Instructions for the task – For every line in the entries that contains "JobNotFound", show the whole line.

Exercise materials –
§ §

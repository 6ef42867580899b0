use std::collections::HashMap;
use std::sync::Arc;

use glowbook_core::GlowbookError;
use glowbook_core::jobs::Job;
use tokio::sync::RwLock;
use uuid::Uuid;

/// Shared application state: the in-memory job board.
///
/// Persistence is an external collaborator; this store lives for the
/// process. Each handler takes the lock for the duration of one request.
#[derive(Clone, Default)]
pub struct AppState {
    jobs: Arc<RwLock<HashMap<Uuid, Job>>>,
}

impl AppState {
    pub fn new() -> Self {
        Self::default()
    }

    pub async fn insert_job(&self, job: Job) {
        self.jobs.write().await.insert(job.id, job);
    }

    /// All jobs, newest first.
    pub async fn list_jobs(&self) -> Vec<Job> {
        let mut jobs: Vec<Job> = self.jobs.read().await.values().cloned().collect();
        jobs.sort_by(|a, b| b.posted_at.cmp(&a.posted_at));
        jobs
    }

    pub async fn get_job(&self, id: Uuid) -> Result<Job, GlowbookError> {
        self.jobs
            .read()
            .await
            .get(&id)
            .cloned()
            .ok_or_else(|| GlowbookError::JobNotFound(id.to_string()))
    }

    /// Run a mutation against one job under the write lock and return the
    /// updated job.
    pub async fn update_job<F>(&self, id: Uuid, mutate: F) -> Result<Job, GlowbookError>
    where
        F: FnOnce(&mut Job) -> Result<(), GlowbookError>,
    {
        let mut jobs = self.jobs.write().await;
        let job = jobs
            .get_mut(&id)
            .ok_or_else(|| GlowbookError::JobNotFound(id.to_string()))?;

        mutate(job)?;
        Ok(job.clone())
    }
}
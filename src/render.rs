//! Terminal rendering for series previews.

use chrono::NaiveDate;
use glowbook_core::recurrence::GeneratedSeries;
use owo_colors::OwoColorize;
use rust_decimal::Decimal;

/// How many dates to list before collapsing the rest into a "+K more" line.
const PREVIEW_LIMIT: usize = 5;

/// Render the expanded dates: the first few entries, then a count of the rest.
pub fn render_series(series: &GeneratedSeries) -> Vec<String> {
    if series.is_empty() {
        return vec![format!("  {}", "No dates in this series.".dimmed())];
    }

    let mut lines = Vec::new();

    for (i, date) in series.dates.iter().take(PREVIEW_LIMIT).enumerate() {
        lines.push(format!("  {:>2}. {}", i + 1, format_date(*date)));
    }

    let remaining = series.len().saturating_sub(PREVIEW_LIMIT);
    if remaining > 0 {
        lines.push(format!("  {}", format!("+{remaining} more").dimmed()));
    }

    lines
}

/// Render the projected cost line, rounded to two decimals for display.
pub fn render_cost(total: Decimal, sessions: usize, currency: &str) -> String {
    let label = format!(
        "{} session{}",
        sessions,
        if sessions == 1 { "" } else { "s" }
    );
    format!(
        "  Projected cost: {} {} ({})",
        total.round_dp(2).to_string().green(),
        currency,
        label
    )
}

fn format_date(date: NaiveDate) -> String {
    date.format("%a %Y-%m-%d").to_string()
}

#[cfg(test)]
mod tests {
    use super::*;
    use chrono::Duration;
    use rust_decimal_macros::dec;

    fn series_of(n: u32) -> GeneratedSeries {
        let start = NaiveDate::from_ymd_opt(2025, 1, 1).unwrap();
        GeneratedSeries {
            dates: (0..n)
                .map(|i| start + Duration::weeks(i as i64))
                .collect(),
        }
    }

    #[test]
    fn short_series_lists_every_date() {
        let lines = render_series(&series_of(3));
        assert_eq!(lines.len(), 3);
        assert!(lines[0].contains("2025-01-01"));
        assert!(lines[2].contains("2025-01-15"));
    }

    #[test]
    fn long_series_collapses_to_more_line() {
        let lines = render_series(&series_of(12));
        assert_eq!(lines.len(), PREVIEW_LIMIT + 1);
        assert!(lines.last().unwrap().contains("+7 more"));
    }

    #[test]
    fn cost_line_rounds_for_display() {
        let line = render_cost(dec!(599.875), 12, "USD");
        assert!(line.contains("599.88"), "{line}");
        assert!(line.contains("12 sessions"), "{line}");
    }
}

§ §

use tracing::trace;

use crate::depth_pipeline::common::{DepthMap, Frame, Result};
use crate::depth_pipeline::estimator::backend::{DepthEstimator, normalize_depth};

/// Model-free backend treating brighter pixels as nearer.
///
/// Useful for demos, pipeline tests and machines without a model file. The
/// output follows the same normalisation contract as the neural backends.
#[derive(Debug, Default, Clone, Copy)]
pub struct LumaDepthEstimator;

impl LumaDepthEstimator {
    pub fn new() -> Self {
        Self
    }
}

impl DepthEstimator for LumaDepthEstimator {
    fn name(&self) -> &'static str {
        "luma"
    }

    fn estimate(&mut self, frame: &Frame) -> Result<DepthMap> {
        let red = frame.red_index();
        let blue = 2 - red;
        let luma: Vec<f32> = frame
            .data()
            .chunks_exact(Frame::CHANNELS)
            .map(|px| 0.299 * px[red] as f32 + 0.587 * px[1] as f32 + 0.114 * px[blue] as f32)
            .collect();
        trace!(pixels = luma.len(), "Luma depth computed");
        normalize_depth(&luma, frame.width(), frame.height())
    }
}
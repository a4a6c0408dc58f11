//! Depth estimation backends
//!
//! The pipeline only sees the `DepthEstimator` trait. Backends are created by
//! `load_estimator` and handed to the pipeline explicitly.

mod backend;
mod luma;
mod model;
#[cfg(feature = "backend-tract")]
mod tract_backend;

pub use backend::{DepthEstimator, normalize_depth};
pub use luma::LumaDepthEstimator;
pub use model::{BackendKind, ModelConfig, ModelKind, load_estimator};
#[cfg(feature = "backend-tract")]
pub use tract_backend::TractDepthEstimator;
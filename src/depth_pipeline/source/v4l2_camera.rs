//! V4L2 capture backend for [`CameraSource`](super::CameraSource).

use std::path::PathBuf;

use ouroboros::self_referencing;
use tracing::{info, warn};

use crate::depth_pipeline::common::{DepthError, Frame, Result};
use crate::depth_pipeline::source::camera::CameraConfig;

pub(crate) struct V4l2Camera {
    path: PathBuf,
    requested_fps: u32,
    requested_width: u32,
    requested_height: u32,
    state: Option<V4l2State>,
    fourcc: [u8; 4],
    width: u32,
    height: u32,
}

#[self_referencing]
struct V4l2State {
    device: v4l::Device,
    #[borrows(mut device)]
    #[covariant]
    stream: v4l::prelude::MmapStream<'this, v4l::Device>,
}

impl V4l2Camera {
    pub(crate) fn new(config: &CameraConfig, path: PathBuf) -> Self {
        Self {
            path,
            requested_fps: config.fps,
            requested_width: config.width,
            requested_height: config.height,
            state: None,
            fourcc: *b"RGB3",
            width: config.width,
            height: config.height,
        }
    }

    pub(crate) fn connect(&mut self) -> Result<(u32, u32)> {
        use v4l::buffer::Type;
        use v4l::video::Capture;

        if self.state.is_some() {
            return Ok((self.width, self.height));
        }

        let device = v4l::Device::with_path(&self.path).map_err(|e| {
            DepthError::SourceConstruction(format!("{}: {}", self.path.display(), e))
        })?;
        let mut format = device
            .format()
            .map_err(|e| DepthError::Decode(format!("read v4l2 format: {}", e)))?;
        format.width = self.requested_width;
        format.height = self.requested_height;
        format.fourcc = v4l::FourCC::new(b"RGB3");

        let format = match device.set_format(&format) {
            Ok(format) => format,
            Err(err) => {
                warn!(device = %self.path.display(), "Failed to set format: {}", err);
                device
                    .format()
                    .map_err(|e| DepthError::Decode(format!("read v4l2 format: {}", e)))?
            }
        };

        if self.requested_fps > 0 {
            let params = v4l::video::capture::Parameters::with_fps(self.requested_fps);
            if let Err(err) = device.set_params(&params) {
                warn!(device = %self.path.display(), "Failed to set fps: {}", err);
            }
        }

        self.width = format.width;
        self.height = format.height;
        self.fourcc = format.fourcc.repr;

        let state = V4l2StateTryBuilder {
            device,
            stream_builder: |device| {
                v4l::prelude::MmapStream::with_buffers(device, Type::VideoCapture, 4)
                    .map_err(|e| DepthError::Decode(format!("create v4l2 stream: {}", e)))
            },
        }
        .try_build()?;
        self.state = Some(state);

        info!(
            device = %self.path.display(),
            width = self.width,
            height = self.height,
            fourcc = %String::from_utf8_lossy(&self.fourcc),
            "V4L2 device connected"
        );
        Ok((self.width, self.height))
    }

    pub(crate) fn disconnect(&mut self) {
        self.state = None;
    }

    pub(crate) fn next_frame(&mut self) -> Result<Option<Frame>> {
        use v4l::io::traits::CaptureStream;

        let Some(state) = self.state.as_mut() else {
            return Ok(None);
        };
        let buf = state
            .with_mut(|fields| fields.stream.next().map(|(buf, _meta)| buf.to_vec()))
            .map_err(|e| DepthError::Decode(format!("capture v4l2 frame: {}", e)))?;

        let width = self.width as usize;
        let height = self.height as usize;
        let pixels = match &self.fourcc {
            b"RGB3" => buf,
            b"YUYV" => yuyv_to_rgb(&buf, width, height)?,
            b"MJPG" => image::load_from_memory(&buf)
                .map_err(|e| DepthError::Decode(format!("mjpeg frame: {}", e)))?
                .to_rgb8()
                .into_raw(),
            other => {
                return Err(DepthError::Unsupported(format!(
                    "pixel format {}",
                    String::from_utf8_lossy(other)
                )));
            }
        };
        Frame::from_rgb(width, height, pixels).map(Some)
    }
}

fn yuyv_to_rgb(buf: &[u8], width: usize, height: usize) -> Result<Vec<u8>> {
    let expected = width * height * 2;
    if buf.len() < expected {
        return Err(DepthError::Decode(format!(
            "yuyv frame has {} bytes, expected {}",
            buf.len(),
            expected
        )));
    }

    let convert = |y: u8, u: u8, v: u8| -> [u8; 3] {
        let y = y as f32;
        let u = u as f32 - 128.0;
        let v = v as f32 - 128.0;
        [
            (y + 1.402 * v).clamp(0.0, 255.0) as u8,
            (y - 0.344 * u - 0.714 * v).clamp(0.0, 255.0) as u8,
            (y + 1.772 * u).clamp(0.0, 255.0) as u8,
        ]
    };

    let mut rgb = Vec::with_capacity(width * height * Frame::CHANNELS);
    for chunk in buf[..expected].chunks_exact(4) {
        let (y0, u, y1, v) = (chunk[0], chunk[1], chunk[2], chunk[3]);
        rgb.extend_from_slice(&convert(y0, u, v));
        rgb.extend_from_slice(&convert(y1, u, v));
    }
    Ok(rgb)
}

§ §

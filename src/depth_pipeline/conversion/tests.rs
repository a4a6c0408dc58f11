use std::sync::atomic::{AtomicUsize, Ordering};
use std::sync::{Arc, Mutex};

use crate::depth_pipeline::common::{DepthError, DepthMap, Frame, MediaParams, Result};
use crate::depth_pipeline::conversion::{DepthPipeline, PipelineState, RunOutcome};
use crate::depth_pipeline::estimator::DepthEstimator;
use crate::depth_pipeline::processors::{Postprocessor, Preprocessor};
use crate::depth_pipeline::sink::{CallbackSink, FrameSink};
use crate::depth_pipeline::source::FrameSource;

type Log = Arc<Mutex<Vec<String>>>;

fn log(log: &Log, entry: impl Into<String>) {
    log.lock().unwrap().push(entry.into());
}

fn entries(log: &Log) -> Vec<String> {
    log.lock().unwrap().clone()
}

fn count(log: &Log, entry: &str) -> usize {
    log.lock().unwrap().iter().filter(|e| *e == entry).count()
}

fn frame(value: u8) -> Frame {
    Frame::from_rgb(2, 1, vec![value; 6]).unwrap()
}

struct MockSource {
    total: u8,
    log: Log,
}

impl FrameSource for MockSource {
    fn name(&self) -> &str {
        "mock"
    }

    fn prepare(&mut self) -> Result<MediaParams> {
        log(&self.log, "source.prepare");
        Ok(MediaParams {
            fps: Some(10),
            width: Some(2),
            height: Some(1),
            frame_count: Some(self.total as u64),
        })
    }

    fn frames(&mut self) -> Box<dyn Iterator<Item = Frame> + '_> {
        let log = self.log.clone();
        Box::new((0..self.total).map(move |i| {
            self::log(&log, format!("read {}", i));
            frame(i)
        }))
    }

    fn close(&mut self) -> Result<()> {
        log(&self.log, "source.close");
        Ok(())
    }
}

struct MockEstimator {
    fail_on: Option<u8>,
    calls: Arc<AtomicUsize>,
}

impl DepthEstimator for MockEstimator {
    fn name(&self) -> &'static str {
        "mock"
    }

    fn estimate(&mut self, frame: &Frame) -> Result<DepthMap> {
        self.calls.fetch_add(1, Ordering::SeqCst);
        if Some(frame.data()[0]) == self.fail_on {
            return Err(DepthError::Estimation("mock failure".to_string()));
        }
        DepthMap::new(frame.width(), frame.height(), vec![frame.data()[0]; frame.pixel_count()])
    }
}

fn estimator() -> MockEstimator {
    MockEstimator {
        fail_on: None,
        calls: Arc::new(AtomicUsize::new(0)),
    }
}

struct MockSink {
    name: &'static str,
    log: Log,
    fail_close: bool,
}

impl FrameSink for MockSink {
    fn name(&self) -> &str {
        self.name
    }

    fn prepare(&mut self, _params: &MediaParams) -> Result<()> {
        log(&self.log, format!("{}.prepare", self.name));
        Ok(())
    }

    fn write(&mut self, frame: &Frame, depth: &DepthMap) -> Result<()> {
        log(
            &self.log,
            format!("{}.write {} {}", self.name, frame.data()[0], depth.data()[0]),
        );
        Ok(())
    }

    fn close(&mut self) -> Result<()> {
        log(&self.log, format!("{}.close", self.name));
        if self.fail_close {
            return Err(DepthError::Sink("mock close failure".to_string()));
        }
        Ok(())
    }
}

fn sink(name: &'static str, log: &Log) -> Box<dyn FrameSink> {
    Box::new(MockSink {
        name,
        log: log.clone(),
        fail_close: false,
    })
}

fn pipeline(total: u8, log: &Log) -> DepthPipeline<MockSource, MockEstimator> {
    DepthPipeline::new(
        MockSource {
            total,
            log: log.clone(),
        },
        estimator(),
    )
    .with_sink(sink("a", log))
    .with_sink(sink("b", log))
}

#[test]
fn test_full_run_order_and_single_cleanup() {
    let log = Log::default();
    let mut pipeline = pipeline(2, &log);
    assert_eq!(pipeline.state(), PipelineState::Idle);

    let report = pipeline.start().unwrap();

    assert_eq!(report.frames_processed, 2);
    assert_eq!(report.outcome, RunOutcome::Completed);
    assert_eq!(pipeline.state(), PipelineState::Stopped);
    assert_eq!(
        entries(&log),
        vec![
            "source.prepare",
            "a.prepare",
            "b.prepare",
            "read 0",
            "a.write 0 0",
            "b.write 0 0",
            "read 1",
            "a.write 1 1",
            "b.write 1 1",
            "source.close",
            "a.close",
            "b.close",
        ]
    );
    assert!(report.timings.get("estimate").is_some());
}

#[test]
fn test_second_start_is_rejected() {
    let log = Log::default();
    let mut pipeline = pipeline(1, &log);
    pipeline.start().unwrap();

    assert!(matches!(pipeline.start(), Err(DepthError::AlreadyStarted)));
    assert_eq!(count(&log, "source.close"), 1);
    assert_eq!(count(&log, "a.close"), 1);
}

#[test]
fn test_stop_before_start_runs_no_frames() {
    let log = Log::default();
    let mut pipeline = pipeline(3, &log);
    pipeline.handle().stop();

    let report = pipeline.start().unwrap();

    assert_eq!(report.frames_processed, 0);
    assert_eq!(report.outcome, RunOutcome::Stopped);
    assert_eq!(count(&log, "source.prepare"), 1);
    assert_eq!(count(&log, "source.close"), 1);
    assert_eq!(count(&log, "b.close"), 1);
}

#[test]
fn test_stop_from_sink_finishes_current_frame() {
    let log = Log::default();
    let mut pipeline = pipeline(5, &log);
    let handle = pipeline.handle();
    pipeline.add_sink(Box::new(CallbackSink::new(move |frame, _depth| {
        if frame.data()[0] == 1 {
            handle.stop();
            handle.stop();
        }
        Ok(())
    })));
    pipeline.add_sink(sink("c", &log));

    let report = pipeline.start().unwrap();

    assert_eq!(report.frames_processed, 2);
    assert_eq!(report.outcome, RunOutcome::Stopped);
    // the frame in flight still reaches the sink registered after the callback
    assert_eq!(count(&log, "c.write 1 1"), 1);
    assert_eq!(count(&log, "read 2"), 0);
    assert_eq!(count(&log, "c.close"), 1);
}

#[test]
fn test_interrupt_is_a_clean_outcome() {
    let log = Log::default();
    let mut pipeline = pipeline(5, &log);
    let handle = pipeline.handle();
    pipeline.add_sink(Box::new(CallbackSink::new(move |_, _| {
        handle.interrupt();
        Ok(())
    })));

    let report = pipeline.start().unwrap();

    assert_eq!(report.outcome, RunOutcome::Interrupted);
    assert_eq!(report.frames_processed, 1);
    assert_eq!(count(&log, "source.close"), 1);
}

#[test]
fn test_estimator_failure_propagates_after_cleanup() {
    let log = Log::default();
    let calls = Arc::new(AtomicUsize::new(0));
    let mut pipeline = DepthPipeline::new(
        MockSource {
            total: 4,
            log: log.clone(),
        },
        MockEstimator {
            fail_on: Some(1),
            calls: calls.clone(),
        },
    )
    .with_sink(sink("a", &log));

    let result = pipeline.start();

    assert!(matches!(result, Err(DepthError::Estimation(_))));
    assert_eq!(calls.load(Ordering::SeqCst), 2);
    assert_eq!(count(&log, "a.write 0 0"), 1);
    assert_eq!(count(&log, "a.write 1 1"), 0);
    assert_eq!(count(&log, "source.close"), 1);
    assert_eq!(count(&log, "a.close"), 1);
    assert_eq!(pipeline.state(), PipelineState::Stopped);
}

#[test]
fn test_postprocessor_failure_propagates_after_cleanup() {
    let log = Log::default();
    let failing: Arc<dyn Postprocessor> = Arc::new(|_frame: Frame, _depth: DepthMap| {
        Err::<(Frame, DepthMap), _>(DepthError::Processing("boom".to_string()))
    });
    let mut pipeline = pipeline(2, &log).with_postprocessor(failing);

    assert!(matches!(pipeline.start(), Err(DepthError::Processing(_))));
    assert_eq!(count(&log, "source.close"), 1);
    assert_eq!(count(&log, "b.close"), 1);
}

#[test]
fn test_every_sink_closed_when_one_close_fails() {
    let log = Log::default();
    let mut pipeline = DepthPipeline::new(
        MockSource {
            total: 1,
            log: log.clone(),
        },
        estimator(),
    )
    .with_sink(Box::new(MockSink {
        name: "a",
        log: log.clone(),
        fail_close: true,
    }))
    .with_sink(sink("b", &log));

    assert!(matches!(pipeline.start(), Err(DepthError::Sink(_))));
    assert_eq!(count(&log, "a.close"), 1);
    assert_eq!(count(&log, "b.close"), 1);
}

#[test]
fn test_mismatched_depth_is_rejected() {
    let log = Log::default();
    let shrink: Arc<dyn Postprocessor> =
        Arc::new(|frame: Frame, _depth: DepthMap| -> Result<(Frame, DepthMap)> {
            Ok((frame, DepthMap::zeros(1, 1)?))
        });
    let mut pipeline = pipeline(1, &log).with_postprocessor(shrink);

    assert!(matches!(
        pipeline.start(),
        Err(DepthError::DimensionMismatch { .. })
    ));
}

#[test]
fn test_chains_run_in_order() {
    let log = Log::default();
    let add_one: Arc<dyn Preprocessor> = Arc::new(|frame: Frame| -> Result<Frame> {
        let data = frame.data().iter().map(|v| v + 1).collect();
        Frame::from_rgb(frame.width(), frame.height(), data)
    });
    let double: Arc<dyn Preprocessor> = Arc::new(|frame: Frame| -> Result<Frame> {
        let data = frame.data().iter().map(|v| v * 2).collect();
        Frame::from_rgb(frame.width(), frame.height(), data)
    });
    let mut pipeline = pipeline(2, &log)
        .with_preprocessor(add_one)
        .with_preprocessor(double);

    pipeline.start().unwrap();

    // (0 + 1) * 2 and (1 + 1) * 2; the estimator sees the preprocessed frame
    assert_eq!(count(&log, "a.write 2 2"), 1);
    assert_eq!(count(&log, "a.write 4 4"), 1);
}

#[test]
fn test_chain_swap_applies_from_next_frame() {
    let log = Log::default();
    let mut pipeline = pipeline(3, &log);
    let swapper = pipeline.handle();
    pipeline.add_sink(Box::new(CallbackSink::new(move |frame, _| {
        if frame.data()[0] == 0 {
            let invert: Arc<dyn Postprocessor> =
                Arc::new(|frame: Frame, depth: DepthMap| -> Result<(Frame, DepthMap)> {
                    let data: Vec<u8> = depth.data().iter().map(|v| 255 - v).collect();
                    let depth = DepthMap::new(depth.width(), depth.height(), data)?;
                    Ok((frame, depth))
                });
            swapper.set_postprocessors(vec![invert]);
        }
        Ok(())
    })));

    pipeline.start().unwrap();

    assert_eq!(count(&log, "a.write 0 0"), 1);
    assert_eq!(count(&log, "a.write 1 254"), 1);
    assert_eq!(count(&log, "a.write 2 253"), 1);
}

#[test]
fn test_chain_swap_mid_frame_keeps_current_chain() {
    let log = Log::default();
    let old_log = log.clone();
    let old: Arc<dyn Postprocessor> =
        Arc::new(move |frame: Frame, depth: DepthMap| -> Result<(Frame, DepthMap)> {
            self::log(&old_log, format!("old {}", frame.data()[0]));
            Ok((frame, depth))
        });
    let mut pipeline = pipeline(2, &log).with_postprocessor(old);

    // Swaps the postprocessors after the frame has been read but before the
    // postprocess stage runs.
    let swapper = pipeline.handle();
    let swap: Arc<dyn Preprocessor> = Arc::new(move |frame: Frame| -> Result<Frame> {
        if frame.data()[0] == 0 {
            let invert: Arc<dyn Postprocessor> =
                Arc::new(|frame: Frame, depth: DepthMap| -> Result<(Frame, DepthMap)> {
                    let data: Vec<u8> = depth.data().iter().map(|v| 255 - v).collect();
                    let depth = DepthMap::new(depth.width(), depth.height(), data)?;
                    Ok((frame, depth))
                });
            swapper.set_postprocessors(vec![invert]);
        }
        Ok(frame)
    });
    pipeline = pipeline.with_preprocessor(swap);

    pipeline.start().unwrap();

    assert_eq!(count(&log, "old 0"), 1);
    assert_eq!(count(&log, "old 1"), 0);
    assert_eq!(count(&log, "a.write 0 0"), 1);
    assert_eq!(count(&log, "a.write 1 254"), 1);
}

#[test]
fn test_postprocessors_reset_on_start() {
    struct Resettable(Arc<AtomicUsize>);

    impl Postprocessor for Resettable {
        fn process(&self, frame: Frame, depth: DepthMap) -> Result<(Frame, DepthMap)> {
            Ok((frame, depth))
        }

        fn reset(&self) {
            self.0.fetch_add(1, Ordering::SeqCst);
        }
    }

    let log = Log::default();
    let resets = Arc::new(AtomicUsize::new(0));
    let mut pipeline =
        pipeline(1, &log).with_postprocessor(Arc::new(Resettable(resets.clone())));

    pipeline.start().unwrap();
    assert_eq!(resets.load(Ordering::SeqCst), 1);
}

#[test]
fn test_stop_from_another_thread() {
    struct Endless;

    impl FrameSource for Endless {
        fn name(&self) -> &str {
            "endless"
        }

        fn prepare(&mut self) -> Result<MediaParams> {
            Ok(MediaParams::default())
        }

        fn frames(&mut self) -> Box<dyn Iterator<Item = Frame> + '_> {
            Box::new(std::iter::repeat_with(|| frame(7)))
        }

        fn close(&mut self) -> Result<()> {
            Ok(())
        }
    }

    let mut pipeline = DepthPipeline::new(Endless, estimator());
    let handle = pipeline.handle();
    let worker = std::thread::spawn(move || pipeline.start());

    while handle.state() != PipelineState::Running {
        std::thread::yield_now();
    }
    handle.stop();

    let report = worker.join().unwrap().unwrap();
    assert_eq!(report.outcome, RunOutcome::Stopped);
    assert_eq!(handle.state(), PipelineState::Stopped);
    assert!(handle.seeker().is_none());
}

§ §

Expected output –
            .ok_or_else(|| GlowbookError::JobNotFound(id.to_string()))
            .ok_or_else(|| GlowbookError::JobNotFound(id.to_string()))?;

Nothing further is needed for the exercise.